On achète un terrain, on dessine une maison, on parle de carrelage. Le sol, lui, n’a rien signé. Argile qui gonfle, nappe trop haute, couche molle : les fissures d’après viennent souvent de là. L’étude géotechnique sert à le savoir avant les fondations, pas après les lézardes.
Depuis la loi ELAN, ce n’est plus seulement « un plus pour les anxieux ». En zone d’argiles à risque, vendre un terrain constructible sans étude G1 n’est plus dans les clous.
En quoi consiste une étude géotechnique ?
C’est l’ensemble des investigations qui caractérisent le sol d’un terrain : nature, résistance, présence d’eau, aléas. Le rapport sert à choisir une technique de fondation adaptée, pour limiter tassements, fissures et infiltrations. Un bureau d’études la mène, pas un devis de terrassement.
Concrètement, on veut trois lectures : de quoi le sol est fait, à quelle profondeur on trouve l’eau, et ce qu’il peut porter. De là découlent semelles, radier, pieux, drainage, ou parfois un refus de faire n’importe quoi n’importe où.
On n’étudie pas le sol pour le plaisir des carottes. On l’étudie pour ne pas fêler la maison.
- Nature et succession des couches
- Profondeur d’une nappe, quand elle est rencontrée
- Résistance utile pour caler les fondations
Comment ça se passe sur le terrain
Le déroulé habituel est sobre. On commande l’étude, on transmet plans et documents cadastraux, le bureau valide, une équipe vient sonder, puis le rapport arrive. Les sondages font un peu de bruit et de boue. Ce n’est pas un chantier de maison.
Ce que le rapport doit vous dire
Hypothèses géotechniques, risques (dont le retrait-gonflement des argiles), principes de construction, parfois des précautions de drainage ou de voisinage. Ce n’est pas un permis de construire. C’est le mode d’emploi du sol pour l’architecte et l’entreprise.
Pourquoi ça limite les dégâts
Tassement différentiel, fissures en escalier sur un pignon, dallage qui fléchit : beaucoup de désordres « de maçonnerie » commencent sous la semelle. Une étude ne garantit pas le zéro défaut. Elle évite d’ignorer un sol qui bouge.
| Mission | Quand | Ce qu’on en attend |
|---|---|---|
| G1 (ES + PGC) | Vente de terrain en zone argile à risque, premières hypothèses | Site + principes généraux de construction |
| G2 | Projet de construction ou d’extension | Conception des fondations du bâtiment réel |
G1, G2 : deux missions, deux moments
On distingue surtout deux types d’études de sol dans le langage des particuliers : G1 et G2, selon la norme de classification des missions géotechniques.
La G1, pour voir le terrain
L’étude G1 évalue les risques du site.

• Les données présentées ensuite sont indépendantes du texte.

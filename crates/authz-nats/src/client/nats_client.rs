use std::sync::Arc;
use std::time::Duration;

use async_nats::connection::State;
use async_nats::{Client, ConnectOptions, jetstream};
use tokio::time::timeout;

use super::nats_config::{NatsConfig, RECONNECT_BASE_DELAY, RECONNECT_MAX_DELAY};
use crate::audit::AuditLogPublisher;
use crate::{Error, Result, TRACING_TARGET_CONNECTION};

/// Connected NATS client.
///
/// `async-nats` multiplexes everything over one connection, so clones are
/// cheap and share it.
#[derive(Debug, Clone)]
pub struct NatsClient {
    inner: Arc<Inner>,
}

#[derive(Debug)]
struct Inner {
    client: Client,
    jetstream: jetstream::Context,
    config: NatsConfig,
}

/// Exponential backoff capped at [`RECONNECT_MAX_DELAY`].
fn reconnect_delay(attempt: usize) -> Duration {
    let factor = 1u32 << attempt.min(8);
    RECONNECT_BASE_DELAY
        .saturating_mul(factor)
        .min(RECONNECT_MAX_DELAY)
}

impl NatsClient {
    /// Connects to the first reachable server of `config`.
    pub async fn connect(config: NatsConfig) -> Result<Self> {
        config.validate()?;

        let mut options = ConnectOptions::new()
            .name(config.client_name())
            .ping_interval(config.ping_interval())
            .connection_timeout(config.connect_timeout())
            .reconnect_delay_callback(reconnect_delay);
        if let Some(token) = config.token() {
            options = options.token(token.to_owned());
        }
        if let Some(attempts) = config.max_reconnects() {
            options = options.max_reconnects(attempts);
        }

        let servers = config.servers().join(",");
        tracing::info!(target: TRACING_TARGET_CONNECTION, %servers, "connecting to NATS");

        let client = timeout(
            config.connect_timeout(),
            async_nats::connect_with_options(servers.as_str(), options),
        )
        .await
        .map_err(|_| Error::Timeout(config.connect_timeout()))?
        .map_err(|e| Error::Connection(Box::new(e)))?;

        let info = client.server_info();
        tracing::info!(
            target: TRACING_TARGET_CONNECTION,
            host = %info.host,
            version = %info.version,
            "connected to NATS"
        );

        let jetstream = jetstream::new(client.clone());
        Ok(Self {
            inner: Arc::new(Inner {
                client,
                jetstream,
                config,
            }),
        })
    }

    #[inline]
    pub fn config(&self) -> &NatsConfig {
        &self.inner.config
    }

    pub fn is_connected(&self) -> bool {
        matches!(self.inner.client.connection_state(), State::Connected)
    }

    /// Returns a publisher for the audit stream, creating the stream first
    /// when it is missing.
    pub async fn audit_log_publisher(&self) -> Result<AuditLogPublisher> {
        AuditLogPublisher::new(&self.inner.jetstream).await
    }
}

#[cfg(test)]
mod tests {
    use super::*;

    #[test]
    fn backoff_doubles_until_capped() {
        assert_eq!(reconnect_delay(0), Duration::from_secs(2));
        assert_eq!(reconnect_delay(1), Duration::from_secs(4));
        assert_eq!(reconnect_delay(3), Duration::from_secs(16));
        assert_eq!(reconnect_delay(4), RECONNECT_MAX_DELAY);
        assert_eq!(reconnect_delay(usize::MAX), RECONNECT_MAX_DELAY);
    }

    #[tokio::test]
    async fn invalid_config_fails_before_connecting() {
        let result = NatsClient::connect(NatsConfig::new("http://localhost:4222")).await;
        assert!(matches!(result, Err(Error::InvalidConfig(_))));
    }
}
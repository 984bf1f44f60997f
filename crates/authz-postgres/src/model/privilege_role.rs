//! Role privilege grant model.

use diesel::prelude::*;
use jiff_diesel::Timestamp;
use uuid::Uuid;

use crate::schema::privilege_roles;

/// Grant of a privilege to a role.
#[derive(Debug, Clone, PartialEq, Queryable, Selectable)]
#[diesel(table_name = privilege_roles)]
#[diesel(check_for_backend(diesel::pg::Pg))]
pub struct PrivilegeRole {
    pub role_id: Uuid,
    pub privilege_id: Uuid,
    pub created_at: Timestamp,
}

/// Data for granting a privilege to a role.
#[derive(Debug, Clone, Copy, Insertable)]
#[diesel(table_name = privilege_roles)]
#[diesel(check_for_backend(diesel::pg::Pg))]
pub struct NewPrivilegeRole {
    pub role_id: Uuid,
    pub privilege_id: Uuid,
}
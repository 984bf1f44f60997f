use std::fmt;
use std::time::Duration;

use crate::{Error, Result};

const CLIENT_NAME: &str = "authz-service";
const CONNECT_TIMEOUT: Duration = Duration::from_secs(30);
const PING_INTERVAL: Duration = Duration::from_secs(30);
const MAX_RECONNECTS: usize = 10;

/// Base delay between reconnect attempts; doubled per attempt.
pub(super) const RECONNECT_BASE_DELAY: Duration = Duration::from_secs(2);
pub(super) const RECONNECT_MAX_DELAY: Duration = Duration::from_secs(30);

/// Settings for [`NatsClient::connect`].
///
/// [`NatsClient::connect`]: crate::NatsClient::connect
#[derive(Clone, PartialEq, Eq)]
pub struct NatsConfig {
    servers: Vec<String>,
    token: Option<String>,
    client_name: String,
    connect_timeout: Duration,
    max_reconnects: Option<usize>,
}

impl NatsConfig {
    /// Parses a server list such as `nats://a:4222, tls://b:4222`.
    pub fn new(servers: &str) -> Self {
        Self {
            servers: servers.split(',').map(|s| s.trim().to_owned()).collect(),
            token: None,
            client_name: CLIENT_NAME.to_owned(),
            connect_timeout: CONNECT_TIMEOUT,
            max_reconnects: Some(MAX_RECONNECTS),
        }
    }

    pub fn with_token(mut self, token: impl Into<String>) -> Self {
        self.token = Some(token.into());
        self
    }

    pub fn with_client_name(mut self, name: impl Into<String>) -> Self {
        self.client_name = name.into();
        self
    }

    pub fn with_connect_timeout(mut self, timeout: Duration) -> Self {
        self.connect_timeout = timeout;
        self
    }

    /// Limits reconnect attempts; `0` retries forever.
    pub fn with_max_reconnects(mut self, attempts: usize) -> Self {
        self.max_reconnects = (attempts > 0).then_some(attempts);
        self
    }

    #[inline]
    pub fn servers(&self) -> &[String] {
        &self.servers
    }

    #[inline]
    pub fn token(&self) -> Option<&str> {
        self.token.as_deref()
    }

    #[inline]
    pub fn client_name(&self) -> &str {
        &self.client_name
    }

    #[inline]
    pub fn connect_timeout(&self) -> Duration {
        self.connect_timeout
    }

    #[inline]
    pub fn ping_interval(&self) -> Duration {
        PING_INTERVAL
    }

    /// `None` means unlimited.
    #[inline]
    pub fn max_reconnects(&self) -> Option<usize> {
        self.max_reconnects
    }

    /// Checks that every server uses the `nats://` or `tls://` scheme.
    pub fn validate(&self) -> Result<()> {
        if let Some(server) = self
            .servers
            .iter()
            .find(|s| !(s.starts_with("nats://") || s.starts_with("tls://")))
        {
            return Err(Error::InvalidConfig(format!(
                "server '{server}' must use the nats:// or tls:// scheme"
            )));
        }

        if self.token.as_deref() == Some("") {
            return Err(Error::InvalidConfig("token is set but empty".to_owned()));
        }

        if self.connect_timeout.is_zero() {
            return Err(Error::InvalidConfig("connect timeout must be positive".to_owned()));
        }

        Ok(())
    }
}

impl fmt::Debug for NatsConfig {
    fn fmt(&self, f: &mut fmt::Formatter<'_>) -> fmt::Result {
        f.debug_struct("NatsConfig")
            .field("servers", &self.servers)
            .field("token", &self.token.as_ref().map(|_| "***"))
            .field("client_name", &self.client_name)
            .field("connect_timeout", &self.connect_timeout)
            .field("max_reconnects", &self.max_reconnects)
            .finish()
    }
}

#[cfg(test)]
mod tests {
    use super::*;

    #[test]
    fn server_list_is_split() {
        let config = NatsConfig::new("nats://a:4222, tls://b:4222");
        assert_eq!(config.servers(), ["nats://a:4222", "tls://b:4222"]);
        assert_eq!(config.client_name(), CLIENT_NAME);
        assert_eq!(config.max_reconnects(), Some(MAX_RECONNECTS));
        assert!(config.validate().is_ok());
    }

    #[test]
    fn zero_reconnects_is_unlimited() {
        let config = NatsConfig::new("nats://localhost:4222").with_max_reconnects(0);
        assert_eq!(config.max_reconnects(), None);
    }

    #[test]
    fn invalid_settings_are_rejected() {
        assert!(NatsConfig::new("").validate().is_err());
        assert!(NatsConfig::new("http://localhost:4222").validate().is_err());
        assert!(
            NatsConfig::new("nats://localhost:4222")
                .with_token("")
                .validate()
                .is_err()
        );
        assert!(
            NatsConfig::new("nats://localhost:4222")
                .with_connect_timeout(Duration::ZERO)
                .validate()
                .is_err()
        );
    }

    #[test]
    fn debug_hides_token() {
        let config = NatsConfig::new("nats://localhost:4222").with_token("s3cr3t");
        assert!(!format!("{config:?}").contains("s3cr3t"));
    }
}
//! Privilege key enumeration for role-based access control.

use diesel_derive_enum::DbEnum;
#[cfg(feature = "schema")]
use schemars::JsonSchema;
use serde::{Deserialize, Serialize};
use strum::{Display, EnumIter, EnumString, IntoEnumIterator};

/// A single capability that can be granted to a role.
///
/// The catalog is fixed and corresponds to the `PRIVILEGE_KEY` PostgreSQL enum.
/// Keys are carried verbatim in access tokens and API payloads.
#[derive(Debug, Default, Clone, Copy, Eq, PartialEq, Hash, PartialOrd, Ord)]
#[cfg_attr(feature = "schema", derive(JsonSchema))]
#[derive(Serialize, Deserialize, DbEnum, Display, EnumIter, EnumString)]
#[strum(serialize_all = "SCREAMING_SNAKE_CASE")]
#[ExistingTypePath = "crate::schema::sql_types::PrivilegeKey"]
pub enum PrivilegeKey {
    /// Create roles within the institution
    #[db_rename = "ADD_ROLE"]
    #[serde(rename = "ADD_ROLE")]
    AddRole,

    /// View roles and their privileges
    #[db_rename = "VIEW_ROLE"]
    #[serde(rename = "VIEW_ROLE")]
    #[default]
    ViewRole,

    /// Rename roles and change their privileges
    #[db_rename = "EDIT_ROLE"]
    #[serde(rename = "EDIT_ROLE")]
    EditRole,

    /// Delete roles
    #[db_rename = "DELETE_ROLE"]
    #[serde(rename = "DELETE_ROLE")]
    DeleteRole,

    /// Add institution users, including CSV import
    #[db_rename = "ADD_USER"]
    #[serde(rename = "ADD_USER")]
    AddUser,

    /// Edit institution user details and role assignments
    #[db_rename = "EDIT_USER"]
    #[serde(rename = "EDIT_USER")]
    EditUser,

    /// View institution users
    #[db_rename = "VIEW_USER"]
    #[serde(rename = "VIEW_USER")]
    ViewUser,

    /// Export institution users as CSV
    #[db_rename = "EXPORT_USER"]
    #[serde(rename = "EXPORT_USER")]
    ExportUser,

    /// Reactivate deactivated institution users
    #[db_rename = "ACTIVATE_USER"]
    #[serde(rename = "ACTIVATE_USER")]
    ActivateUser,

    /// Deactivate institution users
    #[db_rename = "DEACTIVATE_USER"]
    #[serde(rename = "DEACTIVATE_USER")]
    DeactivateUser,

    /// Archive and remove institution users
    #[db_rename = "ARCHIVE_USER"]
    #[serde(rename = "ARCHIVE_USER")]
    ArchiveUser,

    /// Edit institution user vacations and exclusions
    #[db_rename = "EDIT_USER_VACATION"]
    #[serde(rename = "EDIT_USER_VACATION")]
    EditUserVacation,

    /// Edit institution details
    #[db_rename = "EDIT_INSTITUTION"]
    #[serde(rename = "EDIT_INSTITUTION")]
    EditInstitution,

    /// Edit institution-wide vacations
    #[db_rename = "EDIT_INSTITUTION_VACATION"]
    #[serde(rename = "EDIT_INSTITUTION_VACATION")]
    EditInstitutionVacation,

    /// Create departments
    #[db_rename = "ADD_DEPARTMENT"]
    #[serde(rename = "ADD_DEPARTMENT")]
    AddDepartment,

    /// Rename departments
    #[db_rename = "EDIT_DEPARTMENT"]
    #[serde(rename = "EDIT_DEPARTMENT")]
    EditDepartment,

    /// Delete departments
    #[db_rename = "DELETE_DEPARTMENT"]
    #[serde(rename = "DELETE_DEPARTMENT")]
    DeleteDepartment,
}

impl PrivilegeKey {
    /// Returns every privilege key in catalog order.
    pub fn all() -> Vec<Self> {
        Self::iter().collect()
    }

    /// Returns whether this privilege governs institution user management.
    #[inline]
    pub fn is_user_privilege(self) -> bool {
        matches!(
            self,
            PrivilegeKey::AddUser
                | PrivilegeKey::EditUser
                | PrivilegeKey::ViewUser
                | PrivilegeKey::ExportUser
                | PrivilegeKey::ActivateUser
                | PrivilegeKey::DeactivateUser
                | PrivilegeKey::ArchiveUser
                | PrivilegeKey::EditUserVacation
        )
    }

    /// Returns whether this privilege governs role management.
    #[inline]
    pub fn is_role_privilege(self) -> bool {
        matches!(
            self,
            PrivilegeKey::AddRole
                | PrivilegeKey::ViewRole
                | PrivilegeKey::EditRole
                | PrivilegeKey::DeleteRole
        )
    }
}

#[cfg(test)]
mod tests {
    use super::*;

    #[test]
    fn catalog_has_seventeen_keys() {
        assert_eq!(PrivilegeKey::all().len(), 17);
    }

    #[test]
    fn display_matches_wire_format() {
        assert_eq!(PrivilegeKey::EditUserVacation.to_string(), "EDIT_USER_VACATION");
        assert_eq!(
            "EDIT_INSTITUTION_VACATION".parse::<PrivilegeKey>().ok(),
            Some(PrivilegeKey::EditInstitutionVacation)
        );
        assert!("edit_user".parse::<PrivilegeKey>().is_err());
    }

    #[test]
    fn serde_uses_screaming_keys() {
        let json = serde_json::to_string(&PrivilegeKey::ArchiveUser).unwrap();
        assert_eq!(json, "\"ARCHIVE_USER\"");
        for key in PrivilegeKey::iter() {
            let json = serde_json::to_value(key).unwrap();
            assert_eq!(json.as_str(), Some(key.to_string().as_str()));
        }
    }
}
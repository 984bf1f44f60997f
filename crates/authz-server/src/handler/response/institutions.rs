//! Institution response types.

use authz_postgres::model;
use jiff::Timestamp;
use schemars::JsonSchema;
use serde::{Deserialize, Serialize};
use uuid::Uuid;

/// Represents an institution.
#[must_use]
#[derive(Debug, Clone, Serialize, Deserialize, JsonSchema)]
#[serde(rename_all = "camelCase")]
pub struct Institution {
    /// ID of the institution.
    pub institution_id: Uuid,
    /// Name of the institution.
    pub name: String,
    /// Abbreviation of the institution.
    pub short_name: Option<String>,
    /// Contact email address.
    pub email: Option<String>,
    /// Contact phone number.
    pub phone: Option<String>,
    /// URL of the institution logo.
    pub logo_url: Option<String>,
    /// Timestamp when the institution was created.
    pub created_at: Timestamp,
    /// Timestamp when the institution was last updated.
    pub updated_at: Timestamp,
}

impl Institution {
    pub fn from_model(institution: model::Institution) -> Self {
        Self {
            institution_id: institution.id,
            name: institution.name,
            short_name: institution.short_name,
            email: institution.email,
            phone: institution.phone,
            logo_url: institution.logo_url,
            created_at: institution.created_at.into(),
            updated_at: institution.updated_at.into(),
        }
    }

    pub fn from_models(models: Vec<model::Institution>) -> Vec<Self> {
        models.into_iter().map(Self::from_model).collect()
    }
}
//! Generated OpenAPI document and the Scalar reference UI.
//!
//! [`aide`] collects the document from the `api_route` registrations and
//! their `*_docs` transforms when the router is finished.

use std::sync::Arc;

use aide::axum::ApiRouter;
use aide::openapi::{Info, OpenApi, Tag};
use aide::scalar::Scalar;
use axum::routing::{Router, get};
use axum::{Extension, Json};
#[cfg(feature = "config")]
use clap::Args;
use serde::{Deserialize, Serialize};

use crate::{Error, Result};

/// Where the document and the UI are served.
#[derive(Debug, Clone, PartialEq, Eq, Serialize, Deserialize)]
#[cfg_attr(feature = "config", derive(Args))]
pub struct OpenApiConfig {
    #[cfg_attr(
        feature = "config",
        arg(long = "openapi-json-path", env = "OPENAPI_JSON_PATH", default_value = "/api/openapi.json")
    )]
    pub open_api_json: String,

    #[cfg_attr(
        feature = "config",
        arg(long = "openapi-scalar-path", env = "OPENAPI_SCALAR_PATH", default_value = "/api/scalar")
    )]
    pub scalar_ui: String,
}

impl Default for OpenApiConfig {
    fn default() -> Self {
        Self {
            open_api_json: "/api/openapi.json".to_owned(),
            scalar_ui: "/api/scalar".to_owned(),
        }
    }
}

impl OpenApiConfig {
    pub fn validate(&self) -> Result<()> {
        let relative = [&self.open_api_json, &self.scalar_ui]
            .into_iter()
            .find(|path| !path.starts_with('/'));
        if let Some(path) = relative {
            return Err(Error::config(format!("OpenAPI path '{path}' must start with '/'")));
        }

        if self.open_api_json == self.scalar_ui {
            return Err(Error::config("OpenAPI document and Scalar UI need different paths"));
        }

        Ok(())
    }
}

const TAGS: [(&str, &str); 8] = [
    ("Monitors", "Service health"),
    ("Privileges", "The fixed privilege catalog"),
    ("Institutions", "Institutions and their settings"),
    ("Departments", "Departments of an institution"),
    ("Roles", "Roles and the privileges they grant"),
    ("Institution users", "Staff memberships and their lifecycle"),
    ("Staff import", "CSV import and export of staff"),
    ("Vacations", "Institution and personal vacations"),
];

fn document() -> OpenApi {
    OpenApi {
        info: Info {
            title: "Authorization API".to_owned(),
            summary: Some("Institutions, staff, roles and vacations".to_owned()),
            description: Some(
                "Manages institutions with their departments and roles, staff memberships \
                 through their lifecycle, and institution and personal vacations. \
                 Requests carry Keycloak access tokens."
                    .to_owned(),
            ),
            version: env!("CARGO_PKG_VERSION").to_owned(),
            ..Info::default()
        },
        tags: TAGS
            .iter()
            .map(|(name, description)| Tag {
                name: (*name).to_owned(),
                description: Some((*description).to_owned()),
                ..Tag::default()
            })
            .collect(),
        ..OpenApi::default()
    }
}

async fn openapi_json(Extension(api): Extension<Arc<OpenApi>>) -> Json<OpenApi> {
    Json(OpenApi::clone(&api))
}

/// Finishes an [`ApiRouter`] into a [`Router`] that serves its own document.
pub trait RouterOpenApiExt<S> {
    fn with_open_api(self, config: &OpenApiConfig) -> Router<S>;
}

impl<S> RouterOpenApiExt<S> for ApiRouter<S>
where
    S: Clone + Send + Sync + 'static,
{
    fn with_open_api(self, config: &OpenApiConfig) -> Router<S> {
        let mut api = document();
        let router = self
            .route(&config.open_api_json, get(openapi_json))
            .route(&config.scalar_ui, Scalar::new(&config.open_api_json).axum_route())
            .finish_api(&mut api);

        router.layer(Extension(Arc::new(api)))
    }
}

#[cfg(test)]
mod tests {
    use super::*;

    #[test]
    fn path_validation() {
        assert!(OpenApiConfig::default().validate().is_ok());

        let relative = OpenApiConfig {
            open_api_json: "api.json".to_owned(),
            ..Default::default()
        };
        assert!(relative.validate().is_err());

        let shared = OpenApiConfig {
            scalar_ui: "/api/openapi.json".to_owned(),
            ..Default::default()
        };
        assert!(shared.validate().is_err());
    }

    #[test]
    fn document_lists_every_tag() {
        let api = document();
        assert_eq!(api.tags.len(), TAGS.len());
        assert_eq!(api.info.version, env!("CARGO_PKG_VERSION"));
    }
}
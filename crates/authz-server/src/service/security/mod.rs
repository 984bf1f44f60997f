//! Access token verification keys.

mod auth_keys;

pub use auth_keys::{AuthKeys, AuthKeysConfig};
//! Institution, user, department and role constraint violation handlers.

use authz_postgres::types::{
    DepartmentConstraints, InstitutionConstraints, PrivilegeRoleConstraints, RoleConstraints,
    UserConstraints,
};

use crate::handler::{Error, ErrorKind};

impl From<InstitutionConstraints> for Error<'static> {
    fn from(c: InstitutionConstraints) -> Self {
        let error = match c {
            InstitutionConstraints::NameLength => ErrorKind::BadRequest
                .with_message("Institution name must be between 1 and 300 characters long"),
            InstitutionConstraints::ShortNameLength => {
                ErrorKind::BadRequest.with_message("Institution short name must be at most 3 characters long")
            }
            InstitutionConstraints::UpdatedAfterCreated => {
                ErrorKind::InternalServerError.into_error()
            }
        };

        error.with_resource("institution")
    }
}

impl From<UserConstraints> for Error<'static> {
    fn from(c: UserConstraints) -> Self {
        let error = match c {
            UserConstraints::PicFormat => ErrorKind::BadRequest
                .with_message("Personal identification code must consist of 11 digits"),
            UserConstraints::NameLength => {
                ErrorKind::BadRequest.with_message("Forename and surname must not be empty")
            }
            UserConstraints::PicUnique => ErrorKind::Conflict
                .with_message("A user with this personal identification code already exists"),
        };

        error.with_resource("user")
    }
}

impl From<DepartmentConstraints> for Error<'static> {
    fn from(c: DepartmentConstraints) -> Self {
        let error = match c {
            DepartmentConstraints::NameLength => ErrorKind::BadRequest
                .with_message("Department name must be between 1 and 255 characters long"),
            DepartmentConstraints::NameUnique => ErrorKind::Conflict
                .with_message("A department with this name already exists in the institution"),
        };

        error.with_resource("department")
    }
}

impl From<RoleConstraints> for Error<'static> {
    fn from(c: RoleConstraints) -> Self {
        let error = match c {
            RoleConstraints::NameLength => ErrorKind::BadRequest
                .with_message("Role name must be between 1 and 255 characters long"),
            RoleConstraints::RootNotDeleted => {
                ErrorKind::Conflict.with_message("The root role cannot be deleted")
            }
            RoleConstraints::NameUnique => ErrorKind::Conflict
                .with_message("A role with this name already exists in the institution"),
            RoleConstraints::RootUnique => {
                ErrorKind::Conflict.with_message("The institution already has a root role")
            }
        };

        error.with_resource("role")
    }
}

impl From<PrivilegeRoleConstraints> for Error<'static> {
    fn from(c: PrivilegeRoleConstraints) -> Self {
        let error = match c {
            PrivilegeRoleConstraints::PrimaryKey => {
                ErrorKind::Conflict.with_message("Privilege is already granted to the role")
            }
            PrivilegeRoleConstraints::PrivilegeReference => {
                ErrorKind::BadRequest.with_message("Unknown privilege")
            }
        };

        error.with_resource("role")
    }
}
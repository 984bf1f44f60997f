//! Tracing targets shared across modules.
//!
//! Handlers declare their own `TRACING_TARGET` next to the routes; the
//! targets here cross module boundaries. Filter them with
//! `RUST_LOG=authz_server::authorization=debug` and similar.

/// Bearer token decoding and claim checks.
pub const TRACING_TARGET_AUTHENTICATION: &str = "authz_server::authentication";

/// Tenant scope and privilege checks.
pub const TRACING_TARGET_AUTHORIZATION: &str = "authz_server::authorization";

/// Failed requests, logged once when the error is rendered.
pub const TRACING_TARGET_HANDLER_ERROR: &str = "authz_server::handler::error";

/// Middleware errors such as timeouts.
pub const TRACING_TARGET_RECOVERY_ERROR: &str = "authz_server::recovery::error";

/// Handler panics caught by the recovery layer.
pub const TRACING_TARGET_RECOVERY_PANIC: &str = "authz_server::recovery::panic";

/// Loading of the realm public key or the shared secret.
pub const TRACING_TARGET_AUTH_KEYS: &str = "authz_server::auth_keys";

/// Audit event publication.
pub const TRACING_TARGET_AUDIT: &str = "authz_server::audit";

/// Service assembly: database, NATS and key setup.
pub const TRACING_TARGET_SERVICE: &str = "authz_server::service";

/// Request spans and slow request reports.
pub const TRACING_TARGET_REQUEST: &str = "authz_server::request";
//! [`CustomRoutes`] for extending the API router.

mod custom_routes;

pub use custom_routes::{CustomRoutes, RouterMapFn};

Dans le cadre de la loi ELAN n° 2018-1021 et de ses décrets, elle est obligatoire pour la vente d’un terrain non bâti constructible en zone d’exposition moyenne ou forte au retrait-gonflement des argiles. Elle a deux phases indissociables : l’étude de site (G1 ES) et les principes généraux de construction (G1 PGC).
Elle ne dessine pas votre maison. Elle dit : voici le sol, voici les précautions générales. L’acheteur, le notaire, le constructeur s’en servent ensuite.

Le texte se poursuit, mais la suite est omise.